For the last year, the two of us have been lucky to talk strategy with more than 130 other rural organizers and volunteer leaders. In the process, we built the beginnings of the Rural Defenders Union, a network of isolated, under-resourced, anti-authoritarian rural efforts. These folks are fighting a wide range of live authoritarian threats: from rural police forces weaponized against Black folks and unsheltered people; to local school boards and city councils undermining speech and democratic norms; to white supremacists and militias targeting LGBTQ+ and BIPOC communities; to routine state violence against immigrant and indigenous communities, and beyond.
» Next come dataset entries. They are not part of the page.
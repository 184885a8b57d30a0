// src/errors/mod.rs
//! Typing diagnostics (E3xxx).
//!
//! The taxonomy is deliberately small: identifier lookup exhaustion, module
//! resolution failure, unification failure (carrying the unifier trace), and
//! composed messages. Editor-integration signals are not diagnostics and
//! live in `sema::Interrupt`.

use std::fmt;

use miette::{Diagnostic, SourceSpan};
use thiserror::Error;

use crate::frontend::Span;

/// One step of a failed unification, already rendered: `found` should have
/// been `expected`.
#[derive(Debug, Clone, PartialEq, Eq)]
pub struct UnifyStep {
    pub found: String,
    pub expected: String,
}

/// The accumulated trace of a failed unification, innermost pair first.
#[derive(Debug, Clone, Default, PartialEq, Eq)]
pub struct UnifyTrace {
    pub steps: Vec<UnifyStep>,
}

impl UnifyTrace {
    pub fn single(found: impl Into<String>, expected: impl Into<String>) -> Self {
        Self {
            steps: vec![UnifyStep {
                found: found.into(),
                expected: expected.into(),
            }],
        }
    }

    /// Wrap with an outer pair, keeping the inner steps for context.
    pub fn push_outer(mut self, found: impl Into<String>, expected: impl Into<String>) -> Self {
        let step = UnifyStep {
            found: found.into(),
            expected: expected.into(),
        };
        // Skip the outer frame when it repeats the innermost one verbatim.
        if self.steps.last() != Some(&step) {
            self.steps.push(step);
        }
        self
    }
}

impl fmt::Display for UnifyTrace {
    fn fmt(&self, f: &mut fmt::Formatter<'_>) -> fmt::Result {
        // Outermost pair first when printing.
        for (i, step) in self.steps.iter().rev().enumerate() {
            if i > 0 {
                write!(f, "\n  ")?;
            }
            write!(f, "{} should be {}", step.found, step.expected)?;
        }
        Ok(())
    }
}

fn unify_message(trace: &UnifyTrace, context: &Option<String>) -> String {
    match context {
        Some(ctx) => format!("{trace}\n{ctx}"),
        None => trace.to_string(),
    }
}

#[derive(Error, Debug, Diagnostic, Clone)]
pub enum TypeErrorKind {
    #[error("unknown identifier '{name}'")]
    #[diagnostic(code(E3001))]
    UnknownIdent {
        name: String,
        #[label("not found in scope")]
        span: SourceSpan,
    },

    #[error("module not found: {path}")]
    #[diagnostic(code(E3002), help("check the import path and class paths"))]
    ModuleNotFound {
        path: String,
        /// First capitalized segment of the failing path.
        name: String,
        #[label("no module here")]
        span: SourceSpan,
    },

    #[error("{}", unify_message(.trace, .context))]
    #[diagnostic(code(E3003))]
    Unify {
        trace: UnifyTrace,
        /// Extra frame, e.g. `For optional function argument 'x'`.
        context: Option<String>,
        #[label("type mismatch")]
        span: SourceSpan,
    },

    #[error("{message}")]
    #[diagnostic(code(E3004))]
    Custom {
        message: String,
        #[label("here")]
        span: SourceSpan,
    },
}

/// A positioned typing diagnostic.
#[derive(Debug, Clone)]
pub struct TypeError {
    pub kind: TypeErrorKind,
    pub span: Span,
}

impl TypeError {
    pub fn new(kind: TypeErrorKind, span: Span) -> Self {
        Self { kind, span }
    }

    pub fn unknown_ident(name: &str, span: Span) -> Self {
        Self::new(
            TypeErrorKind::UnknownIdent {
                name: name.to_string(),
                span: span.into(),
            },
            span,
        )
    }

    pub fn module_not_found(path: &str, name: &str, span: Span) -> Self {
        Self::new(
            TypeErrorKind::ModuleNotFound {
                path: path.to_string(),
                name: name.to_string(),
                span: span.into(),
            },
            span,
        )
    }

    pub fn unify(trace: UnifyTrace, span: Span) -> Self {
        Self::new(
            TypeErrorKind::Unify {
                trace,
                context: None,
                span: span.into(),
            },
            span,
        )
    }

    pub fn unify_for(trace: UnifyTrace, context: impl Into<String>, span: Span) -> Self {
        Self::new(
            TypeErrorKind::Unify {
                trace,
                context: Some(context.into()),
                span: span.into(),
            },
            span,
        )
    }

    pub fn custom(message: impl Into<String>, span: Span) -> Self {
        Self::new(
            TypeErrorKind::Custom {
                message: message.into(),
                span: span.into(),
            },
            span,
        )
    }
}

impl fmt::Display for TypeError {
    fn fmt(&self, f: &mut fmt::Formatter<'_>) -> fmt::Result {
        write!(f, "{} (line {})", self.kind, self.span.line)
    }
}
What follows is a snapshot of what we heard from rural people who are tired of being misunderstood, scapegoated, and underestimated. They offer a hard look at reality, counsel on some radical steps towards change, and an invitation to join them in the work for deep democracy.
Believe us when we say things are bad
RuralOrganizing.org conducted a survey of 847 of their members earlier this year and found that 64.5% were experiencing at least one of the following threats (and usually more): book bans, anti-LGBTQ government action, anti-immigrant rhetoric, voter suppression, or political violence. Attacks on democratic institutions merely scratch the surface of what we’re up against. In most rural places, we are facing a generational crisis. Compared to our parents’ generation, jobs are harder to get, they pay less, and they are harder to keep. Suicide, mental illness, incarceration, divorce, liver disease, family separation, and overdose deaths are at or near all-time highs. We have been ringing the alarm bell for decades, but we were largely written off. Now, the authoritarianism we’ve been up against is coming for the whole country.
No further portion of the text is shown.